09/30/2012 03:50 pm ET Updated Nov 30, 2012

Dialogues in Democracy: Commitment to Truth

Politics in our democracy has earned its reputation as a "blood sport." It's been ugly from the beginning of our history. It will likely be that way through its demise if that day ever comes. But there is something more surreal about the degenerated public discourse this election cycle. Like Lewis Carroll's 1865 novel, Alice in Wonderland, logic has been replaced with nonsense. And similar to the peculiar creatures living down the rabbit hole, many of the characters playing the candidate's role this year seem to thrive on the inane.

If we didn't know better we could swear we are witnessing a fantasy play where facts are interpretive and truth is subjective. Contradictory statements are dismissed or worse yet, accepted by a yawning and disenfranchised electorate who act like bystanders in their own game.

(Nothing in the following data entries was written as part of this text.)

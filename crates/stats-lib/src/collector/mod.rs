//! Concurrent stats collection
//!
//! One [`StreamReader`] task per container reads its stats feed and sends
//! [`MonitorEvent`]s over a single channel. The [`Aggregator`] is the only
//! consumer: it derives metrics, writes them to the sink and counts finished
//! monitors. [`Pipeline`] wires the two together and owns the shutdown drain.

mod aggregator;
mod pipeline;
mod reader;


pub use aggregator::{Aggregator, RunOutcome, RunSummary};
pub use pipeline::{Pipeline, PipelineBuilder, PipelineConfig};
pub use reader::{DecodePolicy, StreamReader};

use crate::models::{ContainerRef, MonitorState, PlatformTag, RawSnapshot};
use std::sync::Arc;

/// Messages from stream readers to the aggregator
#[derive(Debug)]
pub enum MonitorEvent {
    /// A decoded record from one container's feed
    SnapshotArrived {
        container: Arc<ContainerRef>,
        platform: PlatformTag,
        snapshot: Box<RawSnapshot>,
    },
    /// The reader for a container has stopped; sent exactly once per reader
    MonitorDone {
        container_id: String,
        outcome: MonitorOutcome,
    },
}

/// How a stream reader ended
#[derive(Debug, Clone, PartialEq, Eq)]
pub enum MonitorOutcome {
    /// The feed ended normally (or the single-shot record was delivered)
    Completed,
    /// The feed could not be opened, broke mid-stream, or hit a fatal decode error
    Failed { reason: String },
}

impl MonitorOutcome {
    pub fn failed(reason: impl ToString) -> Self {
        Self::Failed {
            reason: reason.to_string(),
        }
    }

    /// Terminal monitor state this outcome leads to
    pub fn state(&self) -> MonitorState {
        match self {
            Self::Completed => MonitorState::Completed,
            Self::Failed { .. } => MonitorState::Failed,
        }
    }
}
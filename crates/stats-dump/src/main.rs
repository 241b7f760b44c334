//! stats-dump - stream container resource usage
//!
//! Connects to a Docker-compatible daemon, follows the stats feed of every
//! running container and writes one row per sample to stdout as a table,
//! CSV or JSON lines. Logs go to stderr.

use anyhow::{Context, Result};
use clap::Parser;
use stats_lib::{
    create_sink, CollectorMetrics, DockerClient, PipelineBuilder, PipelineError, RunSummary,
};
use std::io::{self, BufWriter};
use std::process::ExitCode;
use std::sync::Arc;
use tokio::signal::unix::{signal, SignalKind};
use tracing::{error, info, warn};
use tracing_subscriber::{fmt, prelude::*, EnvFilter};

mod api;
mod cli;
mod config;

use cli::Cli;
use config::{DumpConfig, LogFormat};

const EXIT_FAILURE: u8 = 1;
const EXIT_DISCOVERY: u8 = 3;
const EXIT_SINK: u8 = 4;

#[tokio::main]
async fn main() -> ExitCode {
    // Usage errors exit with status 2 from here
    let cli = Cli::parse();

    let config = match DumpConfig::load() {
        Ok(mut config) => {
            config.apply_cli(&cli);
            config
        }
        Err(e) => {
            eprintln!("stats-dump: invalid configuration: {:#}", e);
            return ExitCode::from(EXIT_FAILURE);
        }
    };

    init_tracing(config.log_format);

    match run(config).await {
        Ok(summary) => {
            info!(
                reason = %summary.outcome,
                records_written = summary.records_written,
                "Collection finished"
            );
            ExitCode::SUCCESS
        }
        Err(e) => {
            let message = format!("{:#}", e);
            error!(error = %message, "Collection failed");
            ExitCode::from(exit_status(&e))
        }
    }
}

/// Install the tracing subscriber, writing to stderr so stdout carries only records
fn init_tracing(format: LogFormat) {
    let filter = EnvFilter::try_from_default_env().unwrap_or_else(|_| EnvFilter::new("info"));
    let (json, text) = match format {
        LogFormat::Json => (Some(fmt::layer().json().with_writer(io::stderr)), None),
        LogFormat::Text => (None, Some(fmt::layer().with_writer(io::stderr))),
    };

    tracing_subscriber::registry()
        .with(filter)
        .with(json)
        .with(text)
        .init();
}

async fn run(config: DumpConfig) -> Result<RunSummary> {
    // Register collector metrics before anything can scrape them
    CollectorMetrics::new();

    if let Some(port) = config.metrics_port {
        tokio::spawn(async move {
            if let Err(e) = api::serve(port).await {
                warn!(port = port, error = %e, "Metrics server stopped");
            }
        });
    }

    let mut client = DockerClient::from_host(&config.docker_host)
        .with_context(|| format!("invalid docker host '{}'", config.docker_host))?;
    if let Some(version) = &config.api_version {
        client = client.with_api_version(version.as_str());
    }
    let endpoint = client.endpoint().to_string();
    info!(endpoint = %endpoint, format = %config.format, "Starting stats-dump");

    let pipeline = PipelineBuilder::new(Arc::new(client))
        .config(config.pipeline_config())
        .endpoint(endpoint)
        .build();

    let shutdown = shutdown_signal()?;
    let sink = create_sink(config.format, BufWriter::new(io::stdout()));

    let summary = pipeline.run(sink, shutdown).await?;
    Ok(summary)
}

/// Resolves on the first SIGINT or SIGTERM
fn shutdown_signal() -> io::Result<impl std::future::Future<Output = ()>> {
    let mut sigint = signal(SignalKind::interrupt())?;
    let mut sigterm = signal(SignalKind::terminate())?;

    Ok(async move {
        tokio::select! {
            _ = sigint.recv() => {
                info!("Received SIGINT, initiating shutdown");
            }
            _ = sigterm.recv() => {
                info!("Received SIGTERM, initiating shutdown");
            }
        }
    })
}

/// Process exit status for a failed run
fn exit_status(error: &anyhow::Error) -> u8 {
    match error.downcast_ref::<PipelineError>() {
        Some(PipelineError::Discovery(_)) => EXIT_DISCOVERY,
        Some(PipelineError::Sink(_)) => EXIT_SINK,
        None => EXIT_FAILURE,
    }
}
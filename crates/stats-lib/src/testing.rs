//! In-memory daemon and writers for exercising the collector without Docker

use crate::daemon::{async_trait, RecordFeed, TelemetryFeed, TelemetrySource};
use crate::error::DaemonError;
use crate::models::{ContainerRef, PlatformTag};
use bytes::Bytes;
use std::collections::{HashMap, VecDeque};
use std::io::{self, Write};
use std::sync::{Arc, Mutex};

/// What opening a container's feed does
pub(crate) enum FeedScript {
    /// Yield these records in order, then end. `Err` entries fail the read.
    Records {
        platform: PlatformTag,
        records: Vec<Result<Bytes, String>>,
    },
    /// Opening the feed fails
    OpenError(String),
    /// Opening succeeds but no record ever arrives
    Stall,
    /// Opening never completes
    StallOnOpen,
}

impl FeedScript {
    pub(crate) fn linux(records: Vec<Bytes>) -> Self {
        Self::Records {
            platform: PlatformTag::Linux,
            records: records.into_iter().map(Ok).collect(),
        }
    }
}

#[derive(Default)]
pub(crate) struct FakeSource {
    containers: Vec<ContainerRef>,
    feeds: Mutex<HashMap<String, FeedScript>>,
    list_error: Option<String>,
    list_stalls: bool,
}

impl FakeSource {
    pub(crate) fn new() -> Self {
        Self::default()
    }

    pub(crate) fn container(mut self, container: ContainerRef, script: FeedScript) -> Self {
        self.feeds
            .get_mut()
            .unwrap()
            .insert(container.id.clone(), script);
        self.containers.push(container);
        self
    }

    /// Listing never completes
    pub(crate) fn stall_listing(mut self) -> Self {
        self.list_stalls = true;
        self
    }

    pub(crate) fn fail_listing(mut self, message: &str) -> Self {
        self.list_error = Some(message.to_string());
        self
    }
}

fn daemon_error(message: &str) -> DaemonError {
    DaemonError::Status {
        status: 500,
        message: message.to_string(),
    }
}

#[async_trait]
impl TelemetrySource for FakeSource {
    async fn list_workloads(&self) -> Result<Vec<ContainerRef>, DaemonError> {
        if self.list_stalls {
            return std::future::pending().await;
        }
        match &self.list_error {
            Some(message) => Err(daemon_error(message)),
            None => Ok(self.containers.clone()),
        }
    }

    async fn open_feed(
        &self,
        container: &ContainerRef,
        _streaming: bool,
    ) -> Result<TelemetryFeed, DaemonError> {
        let script = self.feeds.lock().unwrap().remove(&container.id);
        match script {
            Some(FeedScript::Records { platform, records }) => Ok(TelemetryFeed::new(
                platform,
                ScriptedFeed {
                    records: records.into(),
                },
            )),
            Some(FeedScript::OpenError(message)) => Err(daemon_error(&message)),
            Some(FeedScript::Stall) => Ok(TelemetryFeed::new(PlatformTag::Linux, StalledFeed)),
            Some(FeedScript::StallOnOpen) => std::future::pending().await,
            None => Err(daemon_error("no such container")),
        }
    }
}

struct ScriptedFeed {
    records: VecDeque<Result<Bytes, String>>,
}

#[async_trait]
impl RecordFeed for ScriptedFeed {
    async fn next_record(&mut self) -> Result<Option<Bytes>, DaemonError> {
        match self.records.pop_front() {
            Some(Ok(record)) => Ok(Some(record)),
            Some(Err(message)) => Err(daemon_error(&message)),
            None => Ok(None),
        }
    }
}

struct StalledFeed;

#[async_trait]
impl RecordFeed for StalledFeed {
    async fn next_record(&mut self) -> Result<Option<Bytes>, DaemonError> {
        std::future::pending().await
    }
}

/// A linux stats record with the given current/previous counters
pub(crate) fn linux_record(
    total: u64,
    prev_total: u64,
    system: u64,
    prev_system: u64,
    online_cpus: u32,
) -> Bytes {
    let record = serde_json::json!({
        "read": "2024-03-01T10:00:01Z",
        "preread": "2024-03-01T10:00:00Z",
        "pids_stats": {"current": 3},
        "cpu_stats": {
            "cpu_usage": {"total_usage": total},
            "system_cpu_usage": system,
            "online_cpus": online_cpus
        },
        "precpu_stats": {
            "cpu_usage": {"total_usage": prev_total},
            "system_cpu_usage": prev_system
        },
        "memory_stats": {"usage": 3_000_000, "limit": 10_000_000, "stats": {"cache": 1_000_000}}
    });
    Bytes::from(record.to_string())
}

/// Writer whose contents can be inspected after it has been moved into a sink
#[derive(Clone, Default)]
pub(crate) struct SharedBuffer(Arc<Mutex<Vec<u8>>>);

impl SharedBuffer {
    pub(crate) fn contents(&self) -> String {
        String::from_utf8_lossy(&self.0.lock().unwrap()).into_owned()
    }

    pub(crate) fn lines(&self) -> Vec<String> {
        self.contents().lines().map(str::to_string).collect()
    }
}

impl Write for SharedBuffer {
    fn write(&mut self, buf: &[u8]) -> io::Result<usize> {
        self.0.lock().unwrap().extend_from_slice(buf);
        Ok(buf.len())
    }

    fn flush(&mut self) -> io::Result<()> {
        Ok(())
    }
}

/// Writer that accepts a number of complete lines, then fails every write
pub(crate) struct FailingWriter {
    allowed_lines: usize,
    lines_written: usize,
}

impl FailingWriter {
    pub(crate) fn after_lines(allowed_lines: usize) -> Self {
        Self {
            allowed_lines,
            lines_written: 0,
        }
    }
}

impl Write for FailingWriter {
    fn write(&mut self, buf: &[u8]) -> io::Result<usize> {
        if self.lines_written >= self.allowed_lines {
            return Err(io::Error::new(io::ErrorKind::BrokenPipe, "output closed"));
        }
        self.lines_written += buf.iter().filter(|&&b| b == b'\n').count();
        Ok(buf.len())
    }

    fn flush(&mut self) -> io::Result<()> {
        Ok(())
    }
}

It feels like we have become a collectively numb public, anesthetized with endless doses of policy pabulum, purposely twisting of opponent's statements and vitriol that is off the charts. The meanness in the air is stifling. Unfortunately, not all but way too many of us watch from the sidelines not demanding real discussion about real issues confronting our democracy.

The time is long overdue to rewrite the rules of engagement. What is at stake is certainly greater than replacing the NFL substitute refs with the pros. We need, as responsible citizens, to demand truth in the policy positions being advanced by those seeking to obtain our vote, those seeking to hold a public trust.

But the rules will not change if don't demand it. We are days away from the first presidential debates, little more than a month away from the November election, and far too many of the specifics of how the next president will conduct our nation's business remains elusive in the critical areas of job creation, deficit reduction, environment and energy independence.

Speaking about being on the sidelines, is it any wonder trillions of dollars available for reinvestment in our people and our infrastructure are uncommitted awaiting clarity and predictability about what will happen with health care reform and the future structure of the compacts we have created through Social Security, Medicare and Medicaid?

It was a great political catch phrase some 30-plus years ago that government is not the solution; government is the problem. Snap! Reality: Government is neither.

The truth is government is not the enemy. Government and the private sector are partners in an ever-changing economic landscape, leaning more liberal or more conservative as warranted by the fiscal circumstances existing at the time.

As responsible participants in our own democracy, exercising our vote is paramount. Doing so as informed as we can be cutting through the spin is critical. Not allowing the negative demagoguery to overwhelm us is essential.

We are a divided nation. No doubt we are split almost down the middle. There are reasons we have come to this place. Jonathan Haidt's brilliant new book The Righteous Mind spells out in extraordinary fashion "why good people are divided by politics and religion."

Let's insist good ideas are the ones implemented regardless of who generated them. Reward politicians who accept compromise when it serves a national end. Support candidates who exercise civility. Elect individuals no matter their party, who have made a commitment to truth. Practice is over. It's time to put on our pads, strap on our helmets and take the field. Watch out for rabbit holes!